# Last Weekend



## Matt Jones (Mar 6, 2002)

First off, I have to say I had a blast hunting this past weekend with Hustad & crew! Taylor, Tyler, Jed, Jason & Dean it was great getting a chance to meet and to hunt with you guys. It's always great to get a chance to get out in the field with some new faces---especially when they be goose pimps like y'all!!! :beer:

Really enjoyed sitting in the dekes and shooting some birds...speaking of which Hustad, where's those 'Grindage' pics? 8)

Also really enjoyed watching the retrieval process, everything from Tyler in the float tube to 'T' sledding the jon boat accross the ice. You know you're a hardcore when your either floating accross a half frozen slough in a float tube or running accross the ice on that same half frozen slough! :lol:

Thanks again guys, it was a weekend to remember. We'll definitely have to hook up this September on some early season ******-tonks. :wink:


----------



## GooseBuster3 (Mar 1, 2002)

Jonsor, WE HAD A BLAST!! This past weekend was great. All we have to remember is 12 shots And 10 birds falling out of it that was so cool. We had the shooting eye on that flock. But yeah this Sept it is grinding time!! 
Hustad where are those ####??


----------



## gandergrinder (Mar 10, 2002)

Jones,
It was a fun weekend. I wish I could have hunted on Sunday but oh well. Weekends like that are what makes hunting fun. We will have to hook up for another shoot.
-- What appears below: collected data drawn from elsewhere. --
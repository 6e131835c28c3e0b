//! Dynamic Stream Server entry point.

mod broadcast;
mod buffer;
mod cli;
mod config;
mod error;
mod ffmpeg_cmd;
mod http;
mod mobile;
mod orchestrator;
mod process;
mod providers;
mod registry;
mod stats;
mod statstree;
mod storage;
mod supervisor;
mod thumbnail;

use cli::{Failure, Opts};
use ephyr_log::log;
use tokio::sync::watch;

#[tokio::main]
async fn main() -> Result<(), Failure> {
    let opts = Opts::from_args();
    ephyr_log::init(opts.verbose);

    let (stop_tx, stop_rx) = watch::channel(false);

    tokio::spawn(async move {
        if tokio::signal::ctrl_c().await.is_ok() {
            log::info!("Shutdown signal received");
            let _ = stop_tx.send(true);
        }
    });

    orchestrator::run(opts, stop_rx).await
}
//! `/info/provider[/<prefix>]` and `/info/stream/<id>` routes.
//!
//! Grounded on `original_source/dss/web_handlers/info.py`'s
//! `InfoHandler`.

use std::sync::Arc;

use actix_web::{route, web, HttpResponse};
use serde_json::json;

use super::AppState;

#[route("/info/provider", method = "GET", method = "POST")]
pub async fn provider_list(state: web::Data<Arc<AppState>>) -> HttpResponse {
    let list: Vec<_> = state
        .providers
        .iter()
        .map(|p| json!({ "name": p.identifier(), "id": p.identifier() }))
        .collect();
    HttpResponse::Ok().json(list)
}

#[route("/info/provider/{prefix}", method = "GET", method = "POST")]
pub async fn provider_detail(
    state: web::Data<Arc<AppState>>,
    path: web::Path<String>,
) -> HttpResponse {
    let Some(provider) = state.providers.by_prefix(&path.into_inner()) else {
        return HttpResponse::NotFound().finish();
    };
    let data: Vec<_> = provider
        .streams()
        .iter()
        .filter_map(|id| provider.stream_data(id).ok())
        .collect();
    HttpResponse::Ok().json(data)
}

#[route("/info/stream/{id}", method = "GET", method = "POST")]
pub async fn stream_detail(
    state: web::Data<Arc<AppState>>,
    path: web::Path<String>,
) -> HttpResponse {
    let id = path.into_inner();
    match state.providers.select(&id).and_then(|p| p.stream_data(&id)) {
        Ok(data) => HttpResponse::Ok().json(data),
        Err(_) => HttpResponse::NotFound().finish(),
    }
}
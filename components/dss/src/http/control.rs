//! `/control/<id>/...` routes.
//!
//! Grounded on `original_source/dss/web_handlers/stream_control.py`'s
//! `StreamControlHandler`: one verb per path segment, same status code
//! conventions (404 unknown id, 403 not-yet-alive on `publish_start`).

use std::sync::Arc;

use actix_web::{route, web, HttpResponse};

use super::AppState;

#[route("/control/{id}/start", method = "GET", method = "POST")]
pub async fn start(
    state: web::Data<Arc<AppState>>,
    path: web::Path<String>,
) -> HttpResponse {
    match state.registry.start(&path.into_inner(), 1, None).await {
        Ok(()) => HttpResponse::Ok().finish(),
        Err(_) => HttpResponse::NotFound().finish(),
    }
}

#[route("/control/{id}/stop", method = "GET", method = "POST")]
pub async fn stop(
    state: web::Data<Arc<AppState>>,
    path: web::Path<String>,
) -> HttpResponse {
    match state.registry.stop(&path.into_inner()).await {
        Ok(()) => HttpResponse::Ok().finish(),
        Err(_) => HttpResponse::NotFound().finish(),
    }
}

#[route("/control/{id}/http", method = "GET", method = "POST")]
pub async fn http_keepalive_default(
    state: web::Data<Arc<AppState>>,
    path: web::Path<String>,
) -> HttpResponse {
    http_keepalive_with(&state, &path.into_inner(), None).await
}

#[route("/control/{id}/http/{seconds}", method = "GET", method = "POST")]
pub async fn http_keepalive(
    state: web::Data<Arc<AppState>>,
    path: web::Path<(String, String)>,
) -> HttpResponse {
    let (id, seconds) = path.into_inner();
    http_keepalive_with(&state, &id, seconds.parse().ok()).await
}

async fn http_keepalive_with(
    state: &AppState,
    id: &str,
    requested: Option<u64>,
) -> HttpResponse {
    let cfg = &state.cfg.local;
    let timeout = requested
        .unwrap_or(cfg.http_client_timeout)
        .clamp(cfg.http_client_timeout_min, cfg.http_client_timeout_max);

    match state.registry.start(id, 0, Some(timeout)).await {
        Ok(()) => HttpResponse::Ok().finish(),
        Err(_) => HttpResponse::NotFound().finish(),
    }
}

#[route("/control/{id}/publish_start", method = "GET", method = "POST")]
pub async fn publish_start(
    state: web::Data<Arc<AppState>>,
    path: web::Path<String>,
) -> HttpResponse {
    let supervisor = match state.registry.get_stream(&path.into_inner()).await {
        Ok(s) => s,
        Err(_) => return HttpResponse::NotFound().finish(),
    };
    if !supervisor.alive().await {
        return HttpResponse::Forbidden().finish();
    }
    supervisor.stats().warmup();
    HttpResponse::Ok().finish()
}

#[route("/control/{id}/publish_stop", method = "GET", method = "POST")]
pub async fn publish_stop(
    state: web::Data<Arc<AppState>>,
    path: web::Path<String>,
) -> HttpResponse {
    let supervisor = match state.registry.get_stream(&path.into_inner()).await {
        Ok(s) => s,
        Err(_) => return HttpResponse::NotFound().finish(),
    };
    supervisor.stats().uptime();
    HttpResponse::Ok().finish()
}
What was the total grind on Sunday anyway?


----------



## mallard (Mar 27, 2002)

The weekend was a lot of fun!Except for the mishap with GB3s trailor :roll: .The boys were setting up for a sneek on a flock and I went to town to fill my gas tank.Came back,seen GB3 carrying a goose and thought "well at least they got one".Drove a little further and there was a pile of geese laying in the ditch.Talk about a bad time for my low fuel light to come on.It is good to see the guys get to grind a bunch after a slow morning.Fun weekend with a great bunch of guys.


----------



## nodakoutdoors.com (Feb 27, 2002)

We hunted the fields Sat. morning, but picked up early to head to a water spot. It's really too bad we didn't find this spot a day earlier, they really piled into it late Saturday morning (first pic). There was a TON of birds west of us, but they never flew out to the east to feed...so we had a spot the birds wanted to be in, but were drawn to another spot 6 miles away. All in all a good time. The weather this week should push the majority out, so it could be it for me.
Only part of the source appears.